--- WORK INSTRUCTIONS ---
Look through the material that follows and show every line with the string "found".

--- PROVIDED DATA ---
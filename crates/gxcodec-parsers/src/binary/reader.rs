//! Bounds-checked reader over an in-memory buffer

use std::ops::{Deref, DerefMut};

use byteorder::{BigEndian, ByteOrder, LittleEndian};

use super::Endian;
use crate::traits::{ParseError, ParseResult};

/// Origin for [`Reader::jump`]
#[derive(Debug, Clone, Copy, PartialEq, Eq)]
pub enum Whence {
    Start,
    Current,
    End,
}

/// Typed reader over a byte slice
#[derive(Debug, Clone)]
pub struct Reader<'a> {
    data: &'a [u8],
    pos: usize,
    endian: Endian,
    high_water: usize,
}

macro_rules! typed_read {
    ($name:ident, $ty:ty, $size:expr, $fn:ident) => {
        pub fn $name(&mut self) -> ParseResult<$ty> {
            let bytes = self.take($size)?;
            Ok(match self.endian {
                Endian::Big => BigEndian::$fn(bytes),
                Endian::Little => LittleEndian::$fn(bytes),
            })
        }
    };
}

impl<'a> Reader<'a> {
    pub fn new(data: &'a [u8], endian: Endian) -> Self {
        Self {
            data,
            pos: 0,
            endian,
            high_water: 0,
        }
    }

    pub fn endian(&self) -> Endian {
        self.endian
    }

    pub fn position(&self) -> usize {
        self.pos
    }

    pub fn len(&self) -> usize {
        self.data.len()
    }

    pub fn is_empty(&self) -> bool {
        self.data.is_empty()
    }

    pub fn data(&self) -> &'a [u8] {
        self.data
    }

    /// Furthest byte offset consumed by any read so far
    pub fn high_water(&self) -> usize {
        self.high_water
    }

    /// Restart high-water tracking at `pos`
    pub fn reset_high_water(&mut self, pos: usize) {
        self.high_water = pos;
    }

    fn touch(&mut self, end: usize) {
        if end > self.high_water {
            self.high_water = end;
        }
    }

    fn out_of_bounds(&self, offset: usize, requested: usize) -> ParseError {
        ParseError::OutOfBounds {
            offset,
            requested,
            available: self.data.len().saturating_sub(offset),
        }
    }

    fn take(&mut self, n: usize) -> ParseResult<&'a [u8]> {
        let end = self
            .pos
            .checked_add(n)
            .filter(|&end| end <= self.data.len())
            .ok_or_else(|| self.out_of_bounds(self.pos, n))?;
        let bytes = &self.data[self.pos..end];
        self.pos = end;
        self.touch(end);
        Ok(bytes)
    }

    pub fn read_u8(&mut self) -> ParseResult<u8> {
        Ok(self.take(1)?[0])
    }

    pub fn read_i8(&mut self) -> ParseResult<i8> {
        Ok(self.read_u8()? as i8)
    }

    typed_read!(read_u16, u16, 2, read_u16);
    typed_read!(read_i16, i16, 2, read_i16);
    typed_read!(read_u32, u32, 4, read_u32);
    typed_read!(read_i32, i32, 4, read_i32);
    typed_read!(read_f32, f32, 4, read_f32);

    /// Three consecutive floats
    pub fn read_vec3(&mut self) -> ParseResult<[f32; 3]> {
        Ok([self.read_f32()?, self.read_f32()?, self.read_f32()?])
    }

    pub fn read_bytes(&mut self, n: usize) -> ParseResult<&'a [u8]> {
        self.take(n)
    }

    pub fn read_array<const N: usize>(&mut self) -> ParseResult<[u8; N]> {
        let mut out = [0u8; N];
        out.copy_from_slice(self.take(N)?);
        Ok(out)
    }

    /// Four-byte tag, always in file order regardless of endianness
    pub fn read_magic(&mut self) -> ParseResult<[u8; 4]> {
        self.read_array::<4>()
    }

    /// Four-byte tag stored as a `u32` in the active byte order. Little
    /// endian containers store their tags reversed.
    pub fn read_tag(&mut self) -> ParseResult<[u8; 4]> {
        Ok(self.read_u32()?.to_be_bytes())
    }

    /// Read a tag and fail with `InvalidMagic` when it differs
    pub fn expect_magic(&mut self, expected: &[u8; 4]) -> ParseResult<()> {
        let found = self.read_magic()?;
        if &found != expected {
            return Err(ParseError::InvalidMagic {
                expected: expected.to_vec(),
                found: found.to_vec(),
            });
        }
        Ok(())
    }

    /// Reposition the cursor. Landing exactly on the end is allowed.
    pub fn jump(&mut self, offset: i64, whence: Whence) -> ParseResult<()> {
        let base = match whence {
            Whence::Start => 0,
            Whence::Current => self.pos,
            Whence::End => self.data.len(),
        };
        self.pos = self.relative(base, offset)?;
        Ok(())
    }

    /// Absolute position of `offset` bytes from `base`, checked against the buffer
    pub fn relative(&self, base: usize, offset: i64) -> ParseResult<usize> {
        i64::try_from(base)
            .ok()
            .and_then(|base| base.checked_add(offset))
            .and_then(|target| usize::try_from(target).ok())
            .filter(|&target| target <= self.data.len())
            .ok_or(ParseError::OutOfBounds {
                offset: base,
                requested: 0,
                available: self.data.len().saturating_sub(base),
            })
    }

    /// Absolute seek
    pub fn seek(&mut self, pos: usize) -> ParseResult<()> {
        self.jump(i64::try_from(pos).unwrap_or(i64::MAX), Whence::Start)
    }

    pub fn skip(&mut self, n: usize) -> ParseResult<()> {
        self.jump(i64::try_from(n).unwrap_or(i64::MAX), Whence::Current)
    }

    /// Jump and restore the current position when the guard drops
    pub fn scoped_jump(&mut self, offset: i64, whence: Whence) -> ParseResult<JumpGuard<'_, 'a>> {
        let saved = self.pos;
        self.jump(offset, whence)?;
        Ok(JumpGuard { reader: self, saved })
    }

    /// Absolute variant of [`Reader::scoped_jump`]
    pub fn scoped_seek(&mut self, pos: usize) -> ParseResult<JumpGuard<'_, 'a>> {
        self.scoped_jump(i64::try_from(pos).unwrap_or(i64::MAX), Whence::Start)
    }

    /// NUL-terminated string at `offset`; the cursor does not move
    pub fn read_cstr_at(&mut self, offset: usize) -> ParseResult<String> {
        let tail = self
            .data
            .get(offset..)
            .ok_or_else(|| self.out_of_bounds(offset, 1))?;
        let len = tail
            .iter()
            .position(|&b| b == 0)
            .ok_or_else(|| self.out_of_bounds(offset, tail.len() + 1))?;
        self.touch(offset + len + 1);
        Ok(String::from_utf8_lossy(&tail[..len]).into_owned())
    }
}

/// Restores the reader position on drop
pub struct JumpGuard<'r, 'a> {
    reader: &'r mut Reader<'a>,
    saved: usize,
}

impl<'r, 'a> Deref for JumpGuard<'r, 'a> {
    type Target = Reader<'a>;

    fn deref(&self) -> &Self::Target {
        self.reader
    }
}

impl<'r, 'a> DerefMut for JumpGuard<'r, 'a> {
    fn deref_mut(&mut self) -> &mut Self::Target {
        self.reader
    }
}

impl Drop for JumpGuard<'_, '_> {
    fn drop(&mut self) {
        self.reader.pos = self.saved;
    }
}

#[cfg(test)]
mod tests {
    use super::*;

    #[test]
    fn test_big_and_little_endian() {
        let data = [0x12, 0x34, 0x56, 0x78];
        assert_eq!(Reader::new(&data, Endian::Big).read_u32().unwrap(), 0x1234_5678);
        assert_eq!(Reader::new(&data, Endian::Little).read_u32().unwrap(), 0x7856_3412);
    }

    #[test]
    fn test_read_past_end_is_out_of_bounds() {
        let data = [0u8; 3];
        let mut reader = Reader::new(&data, Endian::Big);
        reader.read_u16().unwrap();

        match reader.read_u16() {
            Err(ParseError::OutOfBounds { offset, requested, available }) => {
                assert_eq!((offset, requested, available), (2, 2, 1));
            }
            other => panic!("expected OutOfBounds, got {other:?}"),
        }
        assert_eq!(reader.position(), 2);
    }

    #[test]
    fn test_scoped_jump_restores_on_early_return() {
        fn peek_far(reader: &mut Reader<'_>) -> ParseResult<u32> {
            let mut guard = reader.scoped_jump(6, Whence::Start)?;
            guard.read_u32()
        }

        let data = [0u8; 8];
        let mut reader = Reader::new(&data, Endian::Big);
        reader.skip(1).unwrap();
        assert!(peek_far(&mut reader).is_err());
        assert_eq!(reader.position(), 1);
    }

    #[test]
    fn test_jump_beyond_end_fails() {
        let data = [0u8; 4];
        let mut reader = Reader::new(&data, Endian::Big);
        assert!(reader.jump(4, Whence::Start).is_ok());
        assert!(reader.jump(1, Whence::Current).is_err());
        assert!(reader.jump(-5, Whence::End).is_err());
    }

    #[test]
    fn test_relative_offsets_stay_in_bounds() {
        let data = [0u8; 16];
        let reader = Reader::new(&data, Endian::Big);
        assert_eq!(reader.relative(8, -8).unwrap(), 0);
        assert_eq!(reader.relative(8, 8).unwrap(), 16);
        assert!(matches!(reader.relative(8, -9), Err(ParseError::OutOfBounds { offset: 8, .. })));
        assert!(reader.relative(8, 9).is_err());
        assert!(reader.relative(8, i64::from(i32::MIN)).is_err());
        assert!(reader.relative(usize::MAX, 1).is_err());
    }

    #[test]
    fn test_read_cstr_at_and_high_water() {
        let data = b"\0\0abc\0zz";
        let mut reader = Reader::new(data, Endian::Big);
        assert_eq!(reader.read_cstr_at(2).unwrap(), "abc");
        assert_eq!(reader.position(), 0);
        assert_eq!(reader.high_water(), 6);
        assert!(reader.read_cstr_at(6).is_err());
    }
}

--- SOLUTION ---
        let found = self.read_magic()?;
        if &found != expected {
                found: found.to_vec(),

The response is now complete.